* SUPPLIED MATERIAL:
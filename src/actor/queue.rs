//! A bounded, single-consumer mailbox queue that the sender itself can
//! inspect and evict from. `tokio::sync::mpsc` only gives two of the
//! required overflow behaviors for free (block on a full channel, or
//! fail immediately via `try_send`); drop-newest and drop-oldest both
//! need the sender to see, and sometimes discard from, the queue itself,
//! which an `mpsc::Sender` cannot do.

use std::collections::VecDeque;
use std::sync::atomic::{AtomicBool, Ordering};
use std::sync::{Arc, Mutex};

use tokio::sync::Notify;

struct Shared<T> {
    queue: Mutex<VecDeque<T>>,
    capacity: usize,
    closed: AtomicBool,
    item_ready: Notify,
    space_freed: Notify,
}

pub(crate) struct MailboxTx<T> {
    shared: Arc<Shared<T>>,
}

pub(crate) struct MailboxRx<T> {
    shared: Arc<Shared<T>>,
}

/// Outcome of a non-blocking push attempt.
pub(crate) enum PushError<T> {
    /// The queue was at capacity; the value was not enqueued.
    Full(T),
    /// The receiver has been dropped; the value was not enqueued.
    Closed(T),
}

pub(crate) fn channel<T>(capacity: usize) -> (MailboxTx<T>, MailboxRx<T>) {
    let shared = Arc::new(Shared {
        queue: Mutex::new(VecDeque::new()),
        capacity: capacity.max(1),
        closed: AtomicBool::new(false),
        item_ready: Notify::new(),
        space_freed: Notify::new(),
    });
    (MailboxTx { shared: shared.clone() }, MailboxRx { shared })
}

impl<T> Clone for MailboxTx<T> {
    fn clone(&self) -> Self {
        MailboxTx { shared: self.shared.clone() }
    }
}

impl<T> MailboxTx<T> {
    fn is_closed(&self) -> bool {
        self.shared.closed.load(Ordering::Acquire)
    }

    /// Enqueues without waiting.
    pub(crate) fn try_push(&self, value: T) -> Result<(), PushError<T>> {
        if self.is_closed() {
            return Err(PushError::Closed(value));
        }
        let mut queue = self.shared.queue.lock().unwrap();
        if queue.len() >= self.shared.capacity {
            return Err(PushError::Full(value));
        }
        queue.push_back(value);
        drop(queue);
        self.shared.item_ready.notify_one();
        Ok(())
    }

    /// Enqueues unconditionally, evicting the oldest queued value first
    /// if the queue is already at capacity. Returns the evicted value,
    /// if any, or `Err(value)` if the receiver is gone.
    pub(crate) fn push_evicting_oldest(&self, value: T) -> Result<Option<T>, T> {
        if self.is_closed() {
            return Err(value);
        }
        let mut queue = self.shared.queue.lock().unwrap();
        let evicted = if queue.len() >= self.shared.capacity {
            queue.pop_front()
        } else {
            None
        };
        queue.push_back(value);
        drop(queue);
        self.shared.item_ready.notify_one();
        Ok(evicted)
    }

    /// Waits for room and enqueues, or returns the value back if the
    /// receiver is dropped while waiting.
    pub(crate) async fn push(&self, mut value: T) -> Result<(), T> {
        loop {
            match self.try_push(value) {
                Ok(()) => return Ok(()),
                Err(PushError::Closed(back)) => return Err(back),
                Err(PushError::Full(back)) => {
                    value = back;
                    self.shared.space_freed.notified().await;
                }
            }
        }
    }
}

impl<T> MailboxRx<T> {
    pub(crate) async fn recv(&mut self) -> Option<T> {
        loop {
            {
                let mut queue = self.shared.queue.lock().unwrap();
                if let Some(value) = queue.pop_front() {
                    drop(queue);
                    self.shared.space_freed.notify_one();
                    return Some(value);
                }
                if self.shared.closed.load(Ordering::Acquire) {
                    return None;
                }
            }
            self.shared.item_ready.notified().await;
        }
    }

    /// Drops one queued value without waiting, if any. Used to discard a
    /// restarting actor's backlog.
    pub(crate) fn try_recv(&mut self) -> Option<T> {
        let mut queue = self.shared.queue.lock().unwrap();
        let value = queue.pop_front();
        drop(queue);
        if value.is_some() {
            self.shared.space_freed.notify_one();
        }
        value
    }
}

impl<T> Drop for MailboxRx<T> {
    fn drop(&mut self) {
        self.shared.closed.store(true, Ordering::Release);
        self.shared.item_ready.notify_waiters();
    }
}

#[cfg(test)]
mod tests {
    use super::*;

    #[tokio::test]
    async fn push_then_recv_preserves_order() {
        let (tx, mut rx) = channel::<u32>(4);
        tx.try_push(1).ok();
        tx.try_push(2).ok();
        assert_eq!(rx.recv().await, Some(1));
        assert_eq!(rx.recv().await, Some(2));
    }

    #[test]
    fn try_push_fails_full() {
        let (tx, _rx) = channel::<u32>(1);
        tx.try_push(1).ok();
        assert!(matches!(tx.try_push(2), Err(PushError::Full(2))));
    }

    #[test]
    fn push_evicting_oldest_reports_the_evicted_value() {
        let (tx, _rx) = channel::<u32>(2);
        tx.try_push(1).ok();
        tx.try_push(2).ok();
        let evicted = tx.push_evicting_oldest(3).unwrap();
        assert_eq!(evicted, Some(1));
    }

    #[tokio::test]
    async fn recv_returns_none_once_sender_channel_is_closed() {
        let (tx, mut rx) = channel::<u32>(2);
        drop(tx);
        assert_eq!(rx.recv().await, None);
    }
}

* EXERCISE BRIEF:
Of the lines above, show those in which "impl" appears.

* ANSWER SECTION:
impl<T> Clone for MailboxTx<T> {
impl<T> MailboxTx<T> {
impl<T> MailboxRx<T> {
impl<T> Drop for MailboxRx<T> {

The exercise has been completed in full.